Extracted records
===============
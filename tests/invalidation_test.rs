//! Tests for [`InvalidationController`]: engine rebuild decisions.

use std::sync::Arc;
use std::sync::atomic::{AtomicUsize, Ordering};

use async_trait::async_trait;
use mimir::{
    ChatEngine, ControllerState, DocumentSet, EngineFactory, EngineResponse,
    InvalidationController, Message, MimirError, Mode, Result, RetrievalParams, Transition,
    Upload,
};

// ============================================================================
// Mocks
// ============================================================================

struct StubEngine;

#[async_trait]
impl ChatEngine for StubEngine {
    fn mode(&self) -> Mode {
        Mode::Rag
    }

    async fn generate(&self, _prompt: &str, _history: &[Message]) -> Result<EngineResponse> {
        Ok(EngineResponse::complete("stub"))
    }
}

/// Counts retrieval engine builds; fails while `fail` is set.
#[derive(Default)]
struct CountingFactory {
    builds: AtomicUsize,
    fail: std::sync::atomic::AtomicBool,
}

impl CountingFactory {
    fn builds(&self) -> usize {
        self.builds.load(Ordering::SeqCst)
    }
}

#[async_trait]
impl EngineFactory for CountingFactory {
    async fn retrieval(
        &self,
        _documents: &DocumentSet,
        _params: RetrievalParams,
    ) -> Result<Arc<dyn ChatEngine>> {
        if self.fail.load(Ordering::SeqCst) {
            return Err(MimirError::Llm("embedding backend unreachable".into()));
        }
        self.builds.fetch_add(1, Ordering::SeqCst);
        Ok(Arc::new(StubEngine))
    }

    async fn plain(&self) -> Result<Arc<dyn ChatEngine>> {
        Ok(Arc::new(StubEngine))
    }
}

// ============================================================================
// Helpers
// ============================================================================

fn docs(content: &str) -> DocumentSet {
    DocumentSet::new(vec![Upload::new("doc.txt", content)])
}

async fn step(
    controller: &mut InvalidationController,
    factory: &CountingFactory,
    documents: &mut DocumentSet,
    params: RetrievalParams,
) -> Transition {
    let fp = documents.fingerprint().unwrap();
    controller
        .prepare(fp, documents, params, factory)
        .await
        .unwrap()
}

// ============================================================================
// Tests
// ============================================================================

#[tokio::test]
async fn first_turn_with_documents_builds() {
    let factory = CountingFactory::default();
    let mut controller = InvalidationController::new();
    let params = RetrievalParams::default();

    let t = step(&mut controller, &factory, &mut docs("f1"), params).await;
    assert_eq!(t, Transition::Built);
    assert_eq!(controller.state(), ControllerState::EngineReady);
    assert_eq!(factory.builds(), 1);
    assert_eq!(controller.last_params(), Some(&params));
}

#[tokio::test]
async fn unchanged_inputs_reuse_engine() {
    let factory = CountingFactory::default();
    let mut controller = InvalidationController::new();
    let params = RetrievalParams::default();
    let mut f1 = docs("f1");

    step(&mut controller, &factory, &mut f1, params).await;
    let before = controller.engine().unwrap();
    let t = step(&mut controller, &factory, &mut f1, params).await;

    assert_eq!(t, Transition::Reused);
    assert!(!t.built_engine());
    assert_eq!(factory.builds(), 1);
    assert!(Arc::ptr_eq(&before, &controller.engine().unwrap()));
}

#[tokio::test]
async fn returning_to_earlier_documents_rebuilds() {
    let factory = CountingFactory::default();
    let mut controller = InvalidationController::new();
    let params = RetrievalParams::default();

    step(&mut controller, &factory, &mut docs("f1"), params).await;
    let t = step(&mut controller, &factory, &mut docs("f2"), params).await;
    assert_eq!(t, Transition::Rebuilt);
    assert!(t.built_engine());
    assert_eq!(factory.builds(), 2);

    let t = step(&mut controller, &factory, &mut docs("f1"), params).await;
    assert_eq!(t, Transition::Rebuilt);
    assert_eq!(factory.builds(), 3);
    assert_eq!(controller.rebuild_count(), 3);
}

#[tokio::test]
async fn parameter_change_rebuilds() {
    let factory = CountingFactory::default();
    let mut controller = InvalidationController::new();
    let mut f1 = docs("f1");

    step(&mut controller, &factory, &mut f1, RetrievalParams::default()).await;
    let narrower = RetrievalParams::new(2, 0.9).unwrap();
    let t = step(&mut controller, &factory, &mut f1, narrower).await;

    assert_eq!(t, Transition::Rebuilt);
    assert_eq!(factory.builds(), 2);
}

#[tokio::test]
async fn missing_documents_drop_the_engine_every_turn() {
    let factory = CountingFactory::default();
    let mut controller = InvalidationController::new();
    let params = RetrievalParams::default();
    let mut empty = DocumentSet::default();

    step(&mut controller, &factory, &mut docs("f1"), params).await;

    for _ in 0..2 {
        let t = step(&mut controller, &factory, &mut empty, params).await;
        assert_eq!(t, Transition::NoDocuments);
        assert!(!t.built_engine());
        assert_eq!(controller.state(), ControllerState::Uninitialized);
        assert!(controller.engine().is_none());
    }

    // Uploading again builds from scratch.
    let t = step(&mut controller, &factory, &mut docs("f1"), params).await;
    assert_eq!(t, Transition::Built);
    assert_eq!(factory.builds(), 2);
}

#[tokio::test]
async fn build_failure_leaves_controller_uninitialized() {
    let factory = CountingFactory::default();
    let mut controller = InvalidationController::new();
    let params = RetrievalParams::default();
    let mut f1 = docs("f1");

    step(&mut controller, &factory, &mut f1, params).await;
    factory.fail.store(true, Ordering::SeqCst);

    let fp = f1.fingerprint().unwrap();
    let err = controller
        .prepare(fp, &f1, RetrievalParams::new(1, 0.1).unwrap(), &factory)
        .await;
    assert!(err.is_err());
    assert_eq!(controller.state(), ControllerState::Uninitialized);
    assert!(controller.last_fingerprint().is_none());

    // Next turn retries.
    factory.fail.store(false, Ordering::SeqCst);
    let t = step(&mut controller, &factory, &mut f1, params).await;
    assert_eq!(t, Transition::Built);
}

#[tokio::test]
async fn invalidate_forces_a_fresh_build() {
    let factory = CountingFactory::default();
    let mut controller = InvalidationController::new();
    let params = RetrievalParams::default();
    let mut f1 = docs("f1");

    step(&mut controller, &factory, &mut f1, params).await;
    controller.invalidate();
    assert_eq!(controller.state(), ControllerState::Uninitialized);

    let t = step(&mut controller, &factory, &mut f1, params).await;
    assert_eq!(t, Transition::Built);
    assert_eq!(factory.builds(), 2);
}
===============
Lines in the data that include the word "Message" should all be copied.

EXERCISE ANSWER:
    InvalidationController, Message, MimirError, Mode, Result, RetrievalParams, Transition,
    async fn generate(&self, _prompt: &str, _history: &[Message]) -> Result<EngineResponse> {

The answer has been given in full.